If a defense lawyer pursued course A, it is immaterial that some other reasonable courses of defense (that the lawyer did not think of at all) existed and that the lawyer's pursuit of course A was not a deliberate choice between course A, course B, and so on. The lawyer's strategy was course A. And [the Court's] inquiry is limited to whether this strategy, that is, course A, might have been a reasonable one.


         To show prejudice, a defendant must show more than simply that counsel's unreasonable conduct might have had “some conceivable effect on the outcome of the proceeding.” Strickland, 466 U.S. at 693. Instead, a defendant must show a “reasonable probability that, but for counsel's unprofessional errors, the result of the proceeding would have been different.” Id. at 694. A “reasonable probability is defined as a probability sufficient to undermine confidence in the outcome.” Id.

         Section 2254 Exhaustion Requirement

         Before bringing a habeas action in federal court, a petitioner must exhaust all state court remedies that are available for challenging his conviction, either on direct appeal or in a state post-conviction motion. 28 U.S.C. § 2254(b)(1), (c).

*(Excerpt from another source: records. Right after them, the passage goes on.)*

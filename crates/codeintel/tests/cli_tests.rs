//! CLI integration tests.
//!
//! These tests run the built binary end-to-end.

use std::process::Command;

fn codeintel() -> Command {
    let mut command = Command::new(env!("CARGO_BIN_EXE_codeintel"));
    command.env_remove("CODEINTEL_CONFIG_CONTENT");
    command
}

#[test]
fn test_version_command() {
    let output = codeintel()
        .arg("version")
        .output()
        .expect("Failed to execute command");

    assert!(output.status.success());
    let stdout = String::from_utf8_lossy(&output.stdout);
    assert!(stdout.contains("codeintel"));
}

#[test]
fn test_help_command() {
    let output = codeintel()
        .arg("--help")
        .output()
        .expect("Failed to execute command");

    assert!(output.status.success());
    let stdout = String::from_utf8_lossy(&output.stdout);
    assert!(stdout.contains("complete"));
    assert!(stdout.contains("definition"));
    assert!(stdout.contains("--verbose"));
}

#[test]
fn test_config_command_shows_project_config() {
    let temp_dir = tempfile::tempdir().expect("Failed to create temp dir");
    std::fs::write(
        temp_dir.path().join("codeintel.jsonc"),
        "{\n  // status line tips\n  \"tooltips\": \"status\"\n}",
    )
    .expect("Failed to write config");

    let output = codeintel()
        .arg("config")
        .arg("--project")
        .arg(temp_dir.path())
        .output()
        .expect("Failed to execute command");

    assert!(output.status.success());
    let stdout = String::from_utf8_lossy(&output.stdout);
    assert!(stdout.contains("Configuration sources:"));
    assert!(stdout.contains("codeintel.jsonc"));
    assert!(stdout.contains("\"tooltips\": \"status\""));
}

#[test]
fn test_config_command_reads_environment() {
    let temp_dir = tempfile::tempdir().expect("Failed to create temp dir");

    let output = codeintel()
        .args(["config", "--project"])
        .arg(temp_dir.path())
        .env("CODEINTEL_CONFIG_CONTENT", r#"{ "historySize": 5 }"#)
        .output()
        .expect("Failed to execute command");

    assert!(output.status.success());
    let stdout = String::from_utf8_lossy(&output.stdout);
    assert!(stdout.contains("\"historySize\": 5"));
}

#[test]
fn test_invalid_config_fails() {
    let temp_dir = tempfile::tempdir().expect("Failed to create temp dir");
    std::fs::write(temp_dir.path().join("codeintel.json"), "{ not json")
        .expect("Failed to write config");

    let output = codeintel()
        .args(["config", "--project"])
        .arg(temp_dir.path())
        .output()
        .expect("Failed to execute command");

    assert!(!output.status.success());
    let stderr = String::from_utf8_lossy(&output.stderr);
    assert!(stderr.contains("codeintel.json"));
}

#[test]
fn test_complete_without_engine_fails() {
    let temp_dir = tempfile::tempdir().expect("Failed to create temp dir");
    let file = temp_dir.path().join("app.py");
    std::fs::write(&file, "import os\nos.").expect("Failed to write file");

    let output = codeintel()
        .arg("complete")
        .arg(&file)
        .args(["--line", "2", "--col", "4", "--project"])
        .arg(temp_dir.path())
        .output()
        .expect("Failed to execute command");

    assert!(!output.status.success());
    let stderr = String::from_utf8_lossy(&output.stderr);
    assert!(stderr.contains("No engine configured"));
}

#[test]
fn test_position_outside_file_fails() {
    let temp_dir = tempfile::tempdir().expect("Failed to create temp dir");
    let file = temp_dir.path().join("app.py");
    std::fs::write(&file, "x").expect("Failed to write file");

    let output = codeintel()
        .arg("definition")
        .arg(&file)
        .args(["--line", "3", "--col", "1"])
        .output()
        .expect("Failed to execute command");

    assert!(!output.status.success());
    let stderr = String::from_utf8_lossy(&output.stderr);
    assert!(stderr.contains("outside"));
}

Exhaustion requires that prisoners give the state courts a “full and fair opportunity” to resolve all federal constitutional claims by “invoking one complete round of the State's established appellate review process.” O'Sullivan v. Boerckel, 526 U.S. 838, 845 (1999). To properly exhaust a federal claim, a petitioner must fairly present the claim in each appropriate state court, thereby affording the state courts a meaningful “opportunity to pass upon and correct ...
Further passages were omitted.